Interview mit FBC-Angreifer Martin Weiß

EC  2010

"Mich treibt die Tatsache an, dass für mich

Faustball der geilste Sport der Welt ist"

Martin Weiß vom FCB ASKÖ Linz-Urfahr

Martin Weiß ist Hauptangreifer des Titelverteidigers Linz. Nach einer schweren Schulter-OP im letzten Jahr kämpft der Österreicher derzeit um seine Rückkehr in die Weltspitze. Seinem VfK-Interviewpartner Tobias Andres erklärte der Weltklasse-Schlagmann, warum er sein Leistungsniveau derzeit nur für landesligatauglich hält und er dennoch an eine Medaille beim Escriba Europacup der Männer glaubt.


Martin, am 3./4. Juli 2010 findet der Europacup in Berlin statt. Welche Erwartungen hast Du an dieses Event der internationalen Spitzenklasse und wie stark schätzt Du die Konkurrenz ein?

Ich erwarte mir vor allem eine toporganisierte Veranstaltung mit vielen Zuschauern. Wenn ich das Programm so betrachte sollte das auf alle Fälle geschafft werden. Die Konkurrenz ist heuer wahrscheinlich so stark wie schon lange nicht mehr. Spannende und hochklassige Spiele sind sicher garantiert.


Die Mannschaften aus Österreich und der Schweiz sind Dir bestens bekannt. Welche Rolle wird der gastgebende VfK 1901 Berlin beim Europacup spielen?

Ich muss ehrlich gestehen, dass ich das Heimteam am Faustballplatz wirklich erst sehr selten gesehen habe. Ich weiß aber auch, dass wir von Berlin bei dem einen oder anderen Turnier schon ordentlich eines auf die Mütze bekommen haben. Wenn sie die Nervosität der ersten EC Teilnahme ablegen können, traue ich ihnen schon einiges zu.


Als Titelverteidiger und 7-maliger Europacup-Sieger gehst Du mit Deiner Mannschaft aus Linz als Favorit ins Rennen. Als Spieler Du hast alles gewonnen, was es zu gewinnen gab. Welchen Stellenwert hat für Dich persönlich der Europacup 2010 und an welche Europacup-Erfahrung erinnerst Du Dich besonders gerne zurück?

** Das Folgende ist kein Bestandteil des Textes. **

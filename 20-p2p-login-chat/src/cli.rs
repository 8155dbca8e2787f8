use std::{
    net::{IpAddr, SocketAddr},
    path::PathBuf,
    time::Duration,
};

use clap::{Args, Parser, Subcommand};

use crate::{client::ClientConfig, relay::RelayConfig};

#[derive(Parser, Debug)]
#[command(author, version, about, long_about = None)]
pub struct Cli {
    #[command(subcommand)]
    pub command: Command,
}

#[derive(Subcommand, Debug)]
pub enum Command {
    /// Run the relay server that authenticates users and relays chat.
    Server(ServerArgs),
    /// Join a relay and chat, publicly or directly with peers.
    Client(ClientArgs),
}

#[derive(Args, Debug, Clone)]
pub struct ServerArgs {
    /// Socket address the relay should bind to. Use port 0 for an ephemeral port.
    #[arg(long, default_value = "0.0.0.0:12000")]
    pub listen: SocketAddr,

    /// JSON file holding registered users.
    #[arg(long, default_value = "users.json")]
    pub credentials: PathBuf,

    /// Maximum number of sessions online at once.
    #[arg(long, default_value_t = 10)]
    pub max_sessions: usize,

    /// Longest line accepted from a client, in bytes.
    #[arg(long, default_value_t = 2048)]
    pub read_buffer: usize,

    /// Seconds a connection may take to finish logging in or registering.
    #[arg(long, default_value_t = 120)]
    pub handshake_timeout: u64,

    /// Seconds a session may take to accept one line before it is dropped.
    #[arg(long, default_value_t = 10)]
    pub write_timeout: u64,
}

impl ServerArgs {
    pub fn relay_config(&self) -> RelayConfig {
        RelayConfig {
            max_sessions: self.max_sessions,
            read_buffer: self.read_buffer,
            handshake_timeout: Duration::from_secs(self.handshake_timeout),
            write_timeout: Duration::from_secs(self.write_timeout),
        }
    }
}

#[derive(Args, Debug, Clone)]
pub struct ClientArgs {
    /// Address of the relay to connect to.
    #[arg(long, default_value = "127.0.0.1:12000")]
    pub server: SocketAddr,

    /// Local IP both sockets bind to; peers reach us here.
    #[arg(long, default_value = "0.0.0.0")]
    pub local_ip: IpAddr,

    /// Peer-channel UDP port, the same for every client.
    #[arg(long, default_value_t = 13000)]
    pub peer_port: u16,

    /// Longest line or datagram read, in bytes.
    #[arg(long, default_value_t = 2048)]
    pub read_buffer: usize,

    /// Milliseconds to wait on connecting and on each send.
    #[arg(long, default_value_t = 2000)]
    pub io_timeout_ms: u64,
}

impl ClientArgs {
    pub fn client_config(&self) -> ClientConfig {
        ClientConfig {
            server: self.server,
            local_ip: self.local_ip,
            peer_port: self.peer_port,
            read_buffer: self.read_buffer,
            io_timeout: Duration::from_millis(self.io_timeout_ms),
        }
    }
}

#[cfg(test)]
mod tests {
    use super::*;

    #[test]
    fn defaults_match_the_documented_ports() {
        let cli = Cli::try_parse_from(["p2p_login_chat", "client"]).unwrap();
        let Command::Client(args) = cli.command else {
            panic!("expected client subcommand");
        };
        let config = args.client_config();
        assert_eq!(config.server, "127.0.0.1:12000".parse().unwrap());
        assert_eq!(config.peer_port, 13000);
        assert_eq!(config.io_timeout, Duration::from_secs(2));

        let cli = Cli::try_parse_from(["p2p_login_chat", "server", "--max-sessions", "3"]).unwrap();
        let Command::Server(args) = cli.command else {
            panic!("expected server subcommand");
        };
        assert_eq!(args.listen.port(), 12000);
        assert_eq!(args.relay_config().max_sessions, 3);
        assert_eq!(args.relay_config().write_timeout, Duration::from_secs(10));
    }
}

Der Stellenwert des EC 2010 ist für mich persönlich schon sehr hoch. Nach meiner Schulter OP einen Tag nach dem EC Sieg 2009 in Linz bin ich am Weg zurück und hoffe, dass der EC in Berlin mein erster großer Auftritt nach der schweren Verletzung auf der Faustballbühne sein wird. Und an diese Erfahrung, trotz schwerer Verletzung letztes Jahr den Titel zu gewinnen, wird ewig in Erinnerung bleiben. Aus dem Grund, weil ich derzeit noch immer nicht sagen kann, ob für mich Faustball auf dem Niveau jemals wieder gespielt werden kann.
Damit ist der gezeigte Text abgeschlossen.